Amazon Bedrock Knowledge Bases: managed RAG
The RAG pipeline as a managed service — connect the source and get ingestion and retrieval.
6 min read
Building a RAG pipeline from scratch is instructive — but in production you'll want to delegate the ingestion, chunking, and indexing infrastructure so you can focus on what actually differentiates your product. Amazon Bedrock Knowledge Bases does exactly that: you connect a data source, choose the embedding model and vector store, and AWS handles the rest.

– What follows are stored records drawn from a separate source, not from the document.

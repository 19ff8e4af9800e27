//! Token endpoint rejections and malformed responses, plus OAuth error-body heuristics.

// self
use crate::_prelude::*;

const BODY_PREVIEW_LIMIT: usize = 256;

/// Token endpoint answered with a non-success status (or an OAuth `error` body).
///
/// The full body is retained for the host; only the [`Display`] form is truncated.
#[derive(Clone, Debug, PartialEq, Eq, ThisError)]
#[error("Token endpoint returned HTTP {status}: {}", truncate_preview(.body))]
pub struct TokenEndpointError {
	/// HTTP status code returned by the token endpoint.
	pub status: u16,
	/// Raw response body.
	pub body: String,
	/// `Retry-After` hint from upstream, if supplied.
	pub retry_after: Option<Duration>,
}
impl TokenEndpointError {
	/// Creates an error without a retry hint.
	pub fn new(status: u16, body: impl Into<String>) -> Self {
		Self { status, body: body.into(), retry_after: None }
	}

	/// Attaches a `Retry-After` hint.
	pub fn with_retry_after(mut self, retry_after: Option<Duration>) -> Self {
		self.retry_after = retry_after;

		self
	}

	/// Returns `true` for server-side (5xx) and throttling (429) responses.
	pub fn is_retryable(&self) -> bool {
		self.status >= 500 || self.status == 429
	}

	/// Parses the RFC 6749 §5.2 error fields from a JSON or form-encoded body.
	pub fn oauth_error(&self) -> Option<OAuthErrorBody> {
		let body = self.body.trim();

		if body.starts_with('{') {
			return serde_json::from_str::<OAuthErrorBody>(body).ok().filter(|e| !e.error.is_empty());
		}

		let mut parsed = OAuthErrorBody::default();

		for (key, value) in url::form_urlencoded::parse(body.as_bytes()) {
			match key.as_ref() {
				"error" => parsed.error = value.into_owned(),
				"error_description" => parsed.error_description = Some(value.into_owned()),
				"error_uri" => parsed.error_uri = Some(value.into_owned()),
				_ => {},
			}
		}

		if parsed.error.is_empty() { None } else { Some(parsed) }
	}

	/// Heuristic classification of the rejection.
	///
	/// Structured OAuth fields win, then body text hints, then the HTTP status code.
	pub fn kind(&self) -> EndpointErrorKind {
		if let Some(parsed) = self.oauth_error() {
			if let Some(kind) = classify_oauth_error(&parsed) {
				return kind;
			}
		}
		if let Some(kind) = classify_body(&self.body) {
			return kind;
		}

		classify_status(self.status)
	}
}

/// RFC 6749 §5.2 error response fields.
#[derive(Clone, Debug, Default, PartialEq, Eq, Serialize, Deserialize)]
pub struct OAuthErrorBody {
	/// Error code such as `invalid_grant`.
	#[serde(default)]
	pub error: String,
	/// Human-readable description.
	#[serde(default)]
	pub error_description: Option<String>,
	/// Link to error documentation.
	#[serde(default)]
	pub error_uri: Option<String>,
}

/// Coarse classes of token endpoint rejections.
#[derive(Clone, Copy, Debug, PartialEq, Eq)]
pub enum EndpointErrorKind {
	/// Provider rejected the authorization grant (bad code/refresh token).
	InvalidGrant,
	/// Client authentication failed.
	InvalidClient,
	/// Requested scopes exceed what the client may obtain.
	InsufficientScope,
	/// Failure is temporary.
	Transient,
}

/// Token endpoint returned a success status but the body is not a usable token.
#[derive(Debug, ThisError)]
pub enum MalformedResponseError {
	/// JSON body could not be parsed.
	#[error("Token endpoint returned malformed JSON at `{}`.", .source.path())]
	Json {
		/// Structured parsing failure.
		#[source]
		source: serde_path_to_error::Error<serde_json::Error>,
		/// HTTP status code.
		status: u16,
	},
	/// The response omitted `access_token`.
	#[error("Token endpoint response is missing access_token.")]
	MissingAccessToken {
		/// HTTP status code.
		status: u16,
	},
	/// `expires_in` is neither absent nor a whole number of seconds.
	#[error("Token endpoint returned an invalid expires_in value: {value}.")]
	InvalidExpiresIn {
		/// Raw value as received.
		value: String,
	},
	/// `expires_in` does not fit the supported time range.
	#[error("The expires_in value exceeds the supported range.")]
	ExpiresInOutOfRange,
}

fn truncate_preview(body: &str) -> String {
	if body.chars().count() <= BODY_PREVIEW_LIMIT {
		return body.to_owned();
	}

	let mut buf = body.chars().take(BODY_PREVIEW_LIMIT).collect::<String>();

	buf.push('…');

	buf
}

fn classify_oauth_error(body: &OAuthErrorBody) -> Option<EndpointErrorKind> {
	match_exact_value(&body.error)
		.or_else(|| body.error_description.as_deref().and_then(match_exact_value))
		.or_else(|| body.error_description.as_deref().and_then(classify_body))
}

fn match_exact_value(value: &str) -> Option<EndpointErrorKind> {
	if value.eq_ignore_ascii_case("invalid_grant") || value.eq_ignore_ascii_case("access_denied") {
		Some(EndpointErrorKind::InvalidGrant)
	} else if value.eq_ignore_ascii_case("invalid_client")
		|| value.eq_ignore_ascii_case("unauthorized_client")
	{
		Some(EndpointErrorKind::InvalidClient)
	} else if value.eq_ignore_ascii_case("invalid_scope")
		|| value.eq_ignore_ascii_case("insufficient_scope")
	{
		Some(EndpointErrorKind::InsufficientScope)
	} else if value.eq_ignore_ascii_case("temporarily_unavailable")
		|| value.eq_ignore_ascii_case("server_error")
	{
		Some(EndpointErrorKind::Transient)
	} else {
		None
	}
}

fn classify_body(body: &str) -> Option<EndpointErrorKind> {
	let lowered = body.to_ascii_lowercase();

	match lowered.as_str() {
		text if text.contains("invalid_grant") => Some(EndpointErrorKind::InvalidGrant),
		text if text.contains("invalid_client") => Some(EndpointErrorKind::InvalidClient),
		text if text.contains("insufficient_scope") || text.contains("invalid_scope") =>
			Some(EndpointErrorKind::InsufficientScope),
		text if text.contains("temporarily_unavailable") => Some(EndpointErrorKind::Transient),
		_ => None,
	}
}

fn classify_status(status: u16) -> EndpointErrorKind {
	match status {
		400 | 404 | 410 => EndpointErrorKind::InvalidGrant,
		401 => EndpointErrorKind::InvalidClient,
		403 => EndpointErrorKind::InsufficientScope,
		_ => EndpointErrorKind::Transient,
	}
}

In this lesson we'll dissect what the service delivers, where it shines, and where you still need to get your hands dirty.
Flow: data source → Knowledge Base → app / agent
Two consumption paths: direct application call (Retrieve / RetrieveAndGenerate) and use as a tool by a Bedrock Agent.
- Amazon S3 · PDFs, DOCX, HTML, MD
- Confluence / SharePoint · conectores nativos
- Web Crawler · URLs públicas
- Ingestão gerenciada · parse + chunk + embed
- Knowledge Base · configuração central
- Vector Store · OpenSearch / Aurora / etc.
- Retrieve API · retorna chunks + scores
- RetrieveAndGenerate · retrieval + LLM inline
- Bedrock Agent · usa KB como ferramenta
- Seu app / Lambda · consume resposta
What the service delivers — and what it abstracts
Bedrock Knowledge Bases manages four steps that in lesson 04 you assembled manually: document parsing, chunking, embedding generation, and upsert into the vector store. You trigger a sync job (via console, SDK, or EventBridge) and the service processes new or modified files in S3 — or in other connected sources.
For parsing, the service uses Amazon Bedrock Data Automation (BDA) or native parsers. BDA can extract text from PDFs with tables and images using multimodal models — useful when your documents aren't clean text. For simple files (Markdown, HTML, plain text), the default parser is sufficient and cheaper.
Embeddings are generated by models available in Bedrock: Amazon Titan Embeddings, Cohere Embed, and others. You choose the model once in the KB configuration — and you can't change it later without reindexing everything. This is an architecture decision, not an operational one: choose carefully considering vector dimension, cost per token, and multilingual support (relevant for Portuguese content).
The result lands in a vector store that you provision — OpenSearch Serverless, Aurora PostgreSQL with pgvector, Redis Enterprise Cloud, MongoDB Atlas, or Pinecone. Lesson 10 covers each option in detail; the point here is that Knowledge Bases is not a vector store — it's the orchestration layer above it.
How the application consumes the Knowledge Base
There are two main APIs and one agentic mode.
Retrieve returns the most relevant chunks with relevance scores and metadata (source, page, section). Use this mode when you want to control generation — assemble the prompt yourself, apply additional reranking (lesson 05), filter by metadata (lesson 06), or generate with a model outside Bedrock. It's the most flexible mode.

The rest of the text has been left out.